Work order: The lines to be copied are those below that contain "enum".

[Stored data]
--- --- ---
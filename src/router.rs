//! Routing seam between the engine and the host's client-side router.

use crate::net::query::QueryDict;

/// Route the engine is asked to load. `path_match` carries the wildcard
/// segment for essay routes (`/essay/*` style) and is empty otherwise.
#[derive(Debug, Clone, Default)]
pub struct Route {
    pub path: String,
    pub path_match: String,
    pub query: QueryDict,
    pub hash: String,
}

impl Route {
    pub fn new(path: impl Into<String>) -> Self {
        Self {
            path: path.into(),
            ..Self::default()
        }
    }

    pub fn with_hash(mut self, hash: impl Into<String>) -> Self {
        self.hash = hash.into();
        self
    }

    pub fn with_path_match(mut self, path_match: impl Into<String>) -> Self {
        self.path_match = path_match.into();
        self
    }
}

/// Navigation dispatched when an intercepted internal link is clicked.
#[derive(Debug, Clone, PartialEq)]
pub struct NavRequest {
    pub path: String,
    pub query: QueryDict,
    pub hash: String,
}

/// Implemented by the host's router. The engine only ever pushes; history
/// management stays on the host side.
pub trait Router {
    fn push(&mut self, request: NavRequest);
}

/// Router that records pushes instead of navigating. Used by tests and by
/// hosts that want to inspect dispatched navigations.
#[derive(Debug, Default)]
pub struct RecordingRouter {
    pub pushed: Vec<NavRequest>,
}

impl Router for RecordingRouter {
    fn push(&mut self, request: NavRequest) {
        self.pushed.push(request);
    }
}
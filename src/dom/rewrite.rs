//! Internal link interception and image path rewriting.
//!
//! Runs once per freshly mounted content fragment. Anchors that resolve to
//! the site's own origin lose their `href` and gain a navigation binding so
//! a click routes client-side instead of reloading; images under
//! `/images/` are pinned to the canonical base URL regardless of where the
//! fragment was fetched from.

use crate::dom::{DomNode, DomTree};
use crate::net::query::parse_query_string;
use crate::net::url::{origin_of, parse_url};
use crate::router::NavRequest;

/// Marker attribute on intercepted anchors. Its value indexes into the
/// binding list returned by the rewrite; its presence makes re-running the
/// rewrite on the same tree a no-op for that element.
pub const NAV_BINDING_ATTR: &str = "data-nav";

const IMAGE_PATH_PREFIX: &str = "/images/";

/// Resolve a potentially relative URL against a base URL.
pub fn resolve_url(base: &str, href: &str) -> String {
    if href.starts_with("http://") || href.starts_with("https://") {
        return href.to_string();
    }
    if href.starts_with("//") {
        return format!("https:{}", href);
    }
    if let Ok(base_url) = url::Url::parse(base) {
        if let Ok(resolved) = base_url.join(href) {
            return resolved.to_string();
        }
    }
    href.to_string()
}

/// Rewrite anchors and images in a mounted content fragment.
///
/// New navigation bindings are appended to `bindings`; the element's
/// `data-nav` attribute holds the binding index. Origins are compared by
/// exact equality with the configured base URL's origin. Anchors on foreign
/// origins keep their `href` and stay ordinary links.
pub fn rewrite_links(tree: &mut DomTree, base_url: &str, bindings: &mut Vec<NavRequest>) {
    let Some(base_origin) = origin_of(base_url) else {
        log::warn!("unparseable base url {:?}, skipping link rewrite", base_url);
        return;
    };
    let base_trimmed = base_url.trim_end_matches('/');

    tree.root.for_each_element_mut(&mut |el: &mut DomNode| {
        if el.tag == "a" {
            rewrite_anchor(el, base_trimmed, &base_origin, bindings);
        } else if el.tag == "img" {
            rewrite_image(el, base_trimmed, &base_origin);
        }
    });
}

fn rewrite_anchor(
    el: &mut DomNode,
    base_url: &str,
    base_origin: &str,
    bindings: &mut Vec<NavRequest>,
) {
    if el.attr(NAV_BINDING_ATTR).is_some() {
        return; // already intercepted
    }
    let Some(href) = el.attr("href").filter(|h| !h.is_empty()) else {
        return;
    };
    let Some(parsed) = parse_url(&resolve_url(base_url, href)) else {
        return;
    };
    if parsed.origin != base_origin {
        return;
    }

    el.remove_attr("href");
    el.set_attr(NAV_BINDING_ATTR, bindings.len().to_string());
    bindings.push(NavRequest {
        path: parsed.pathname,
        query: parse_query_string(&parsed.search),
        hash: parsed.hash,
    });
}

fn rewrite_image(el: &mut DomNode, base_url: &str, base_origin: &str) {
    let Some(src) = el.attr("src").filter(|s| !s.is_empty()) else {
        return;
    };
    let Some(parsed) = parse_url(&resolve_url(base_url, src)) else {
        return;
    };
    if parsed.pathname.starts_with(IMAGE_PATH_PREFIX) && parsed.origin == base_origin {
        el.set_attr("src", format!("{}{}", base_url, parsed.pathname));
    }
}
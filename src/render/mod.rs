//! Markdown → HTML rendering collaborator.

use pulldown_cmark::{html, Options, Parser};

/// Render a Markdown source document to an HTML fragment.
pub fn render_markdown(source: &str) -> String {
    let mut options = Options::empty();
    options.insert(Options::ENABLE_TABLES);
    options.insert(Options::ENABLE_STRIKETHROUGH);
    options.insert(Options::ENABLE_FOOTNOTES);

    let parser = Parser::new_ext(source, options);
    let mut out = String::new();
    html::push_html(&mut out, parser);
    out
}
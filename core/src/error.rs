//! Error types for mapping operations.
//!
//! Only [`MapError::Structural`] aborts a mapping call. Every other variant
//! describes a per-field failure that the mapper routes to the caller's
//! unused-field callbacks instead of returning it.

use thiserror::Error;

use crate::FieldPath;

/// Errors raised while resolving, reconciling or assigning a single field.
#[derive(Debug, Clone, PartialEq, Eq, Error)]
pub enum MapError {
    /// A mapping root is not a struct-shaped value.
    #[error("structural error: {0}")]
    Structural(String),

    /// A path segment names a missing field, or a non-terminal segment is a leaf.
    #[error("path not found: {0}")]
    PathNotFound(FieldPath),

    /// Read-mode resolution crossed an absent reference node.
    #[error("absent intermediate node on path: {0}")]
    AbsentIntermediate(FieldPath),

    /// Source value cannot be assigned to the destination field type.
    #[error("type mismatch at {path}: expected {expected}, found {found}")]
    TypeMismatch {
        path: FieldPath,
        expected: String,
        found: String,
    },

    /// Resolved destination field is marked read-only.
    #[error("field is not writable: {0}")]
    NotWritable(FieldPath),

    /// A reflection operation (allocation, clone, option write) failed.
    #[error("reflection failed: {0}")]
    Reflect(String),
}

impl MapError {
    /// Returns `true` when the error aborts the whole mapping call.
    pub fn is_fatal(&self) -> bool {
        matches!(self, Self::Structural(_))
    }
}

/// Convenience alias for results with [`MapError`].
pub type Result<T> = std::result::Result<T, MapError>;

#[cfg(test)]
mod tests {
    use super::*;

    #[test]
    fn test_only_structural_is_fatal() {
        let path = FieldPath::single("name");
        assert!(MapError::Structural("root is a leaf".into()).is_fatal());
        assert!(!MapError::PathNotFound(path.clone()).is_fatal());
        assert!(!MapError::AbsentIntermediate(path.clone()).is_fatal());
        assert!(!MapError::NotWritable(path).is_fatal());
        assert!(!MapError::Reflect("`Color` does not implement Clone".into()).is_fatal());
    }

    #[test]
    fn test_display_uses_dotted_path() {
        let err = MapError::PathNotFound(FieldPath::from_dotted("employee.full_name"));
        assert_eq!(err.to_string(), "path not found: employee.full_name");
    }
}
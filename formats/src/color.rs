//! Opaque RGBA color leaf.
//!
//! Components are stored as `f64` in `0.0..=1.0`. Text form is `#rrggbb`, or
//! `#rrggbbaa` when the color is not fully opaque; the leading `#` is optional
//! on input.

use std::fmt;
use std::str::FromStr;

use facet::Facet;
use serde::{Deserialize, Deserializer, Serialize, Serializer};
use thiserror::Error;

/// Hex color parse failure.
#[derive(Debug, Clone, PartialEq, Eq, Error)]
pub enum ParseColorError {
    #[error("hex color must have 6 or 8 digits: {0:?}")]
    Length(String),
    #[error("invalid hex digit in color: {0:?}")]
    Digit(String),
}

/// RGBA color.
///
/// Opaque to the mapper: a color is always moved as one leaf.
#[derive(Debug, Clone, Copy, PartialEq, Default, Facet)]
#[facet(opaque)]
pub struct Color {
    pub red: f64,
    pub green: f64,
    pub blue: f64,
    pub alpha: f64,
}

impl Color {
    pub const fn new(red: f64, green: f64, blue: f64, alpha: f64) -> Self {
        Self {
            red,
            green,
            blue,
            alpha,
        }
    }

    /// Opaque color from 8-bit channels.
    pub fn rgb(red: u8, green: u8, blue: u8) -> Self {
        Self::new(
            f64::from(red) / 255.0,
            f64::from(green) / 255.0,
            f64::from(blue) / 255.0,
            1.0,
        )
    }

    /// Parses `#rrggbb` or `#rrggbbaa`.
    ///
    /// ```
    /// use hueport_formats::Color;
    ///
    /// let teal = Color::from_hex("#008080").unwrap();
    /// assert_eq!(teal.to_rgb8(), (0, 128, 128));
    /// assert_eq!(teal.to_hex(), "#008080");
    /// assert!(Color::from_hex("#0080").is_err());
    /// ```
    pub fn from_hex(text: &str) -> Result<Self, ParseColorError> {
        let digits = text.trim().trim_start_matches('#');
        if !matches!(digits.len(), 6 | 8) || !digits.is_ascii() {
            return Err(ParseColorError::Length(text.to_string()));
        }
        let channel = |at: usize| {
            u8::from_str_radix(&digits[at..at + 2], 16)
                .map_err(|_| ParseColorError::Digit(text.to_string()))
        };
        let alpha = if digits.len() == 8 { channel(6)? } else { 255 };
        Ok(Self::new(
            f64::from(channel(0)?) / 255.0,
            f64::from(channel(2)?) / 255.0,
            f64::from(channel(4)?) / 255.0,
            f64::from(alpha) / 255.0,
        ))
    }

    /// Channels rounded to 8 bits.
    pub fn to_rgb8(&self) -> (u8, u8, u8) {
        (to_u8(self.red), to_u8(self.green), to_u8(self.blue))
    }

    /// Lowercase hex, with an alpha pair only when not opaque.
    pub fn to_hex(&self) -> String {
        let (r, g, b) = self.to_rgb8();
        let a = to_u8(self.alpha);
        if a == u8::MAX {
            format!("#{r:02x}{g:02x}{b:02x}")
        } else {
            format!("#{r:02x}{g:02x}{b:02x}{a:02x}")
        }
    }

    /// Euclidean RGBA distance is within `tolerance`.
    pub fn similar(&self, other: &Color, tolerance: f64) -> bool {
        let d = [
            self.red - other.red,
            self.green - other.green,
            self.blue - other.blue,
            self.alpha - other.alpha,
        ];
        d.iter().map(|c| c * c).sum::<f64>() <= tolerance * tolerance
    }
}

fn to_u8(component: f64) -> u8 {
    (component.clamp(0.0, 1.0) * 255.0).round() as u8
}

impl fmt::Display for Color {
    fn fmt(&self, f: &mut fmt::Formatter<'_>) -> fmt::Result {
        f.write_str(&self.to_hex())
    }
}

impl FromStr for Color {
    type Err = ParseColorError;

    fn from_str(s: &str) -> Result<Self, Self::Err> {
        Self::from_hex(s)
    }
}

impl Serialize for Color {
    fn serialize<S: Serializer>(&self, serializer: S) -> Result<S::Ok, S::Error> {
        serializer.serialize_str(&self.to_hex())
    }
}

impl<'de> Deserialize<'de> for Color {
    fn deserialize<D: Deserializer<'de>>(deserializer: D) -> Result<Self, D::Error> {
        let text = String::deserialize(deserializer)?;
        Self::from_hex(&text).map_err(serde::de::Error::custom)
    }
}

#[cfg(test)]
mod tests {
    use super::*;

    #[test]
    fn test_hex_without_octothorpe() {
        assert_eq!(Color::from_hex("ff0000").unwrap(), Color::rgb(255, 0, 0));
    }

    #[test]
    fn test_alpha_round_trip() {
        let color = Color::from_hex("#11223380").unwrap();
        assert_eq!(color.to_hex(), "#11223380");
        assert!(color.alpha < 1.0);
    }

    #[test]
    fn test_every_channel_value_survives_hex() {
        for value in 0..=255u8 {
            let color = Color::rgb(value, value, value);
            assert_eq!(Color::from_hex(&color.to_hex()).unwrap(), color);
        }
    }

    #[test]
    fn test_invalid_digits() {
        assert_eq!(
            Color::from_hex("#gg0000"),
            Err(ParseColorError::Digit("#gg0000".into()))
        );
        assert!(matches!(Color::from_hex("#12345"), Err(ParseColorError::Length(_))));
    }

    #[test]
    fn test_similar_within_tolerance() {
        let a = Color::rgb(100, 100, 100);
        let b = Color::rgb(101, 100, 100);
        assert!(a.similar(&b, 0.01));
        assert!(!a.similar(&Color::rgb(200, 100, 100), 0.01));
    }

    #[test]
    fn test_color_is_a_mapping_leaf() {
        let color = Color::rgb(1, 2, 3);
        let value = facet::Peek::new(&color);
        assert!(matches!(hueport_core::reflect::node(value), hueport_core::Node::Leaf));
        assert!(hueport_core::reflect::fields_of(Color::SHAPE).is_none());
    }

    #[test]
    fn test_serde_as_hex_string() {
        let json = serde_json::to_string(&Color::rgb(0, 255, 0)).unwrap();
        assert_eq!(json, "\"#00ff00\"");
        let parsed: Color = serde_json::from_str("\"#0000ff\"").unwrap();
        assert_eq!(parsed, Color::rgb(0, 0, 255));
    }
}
--- --- ---
Solved exercise:
pub enum MapError {
pub enum ParseColorError {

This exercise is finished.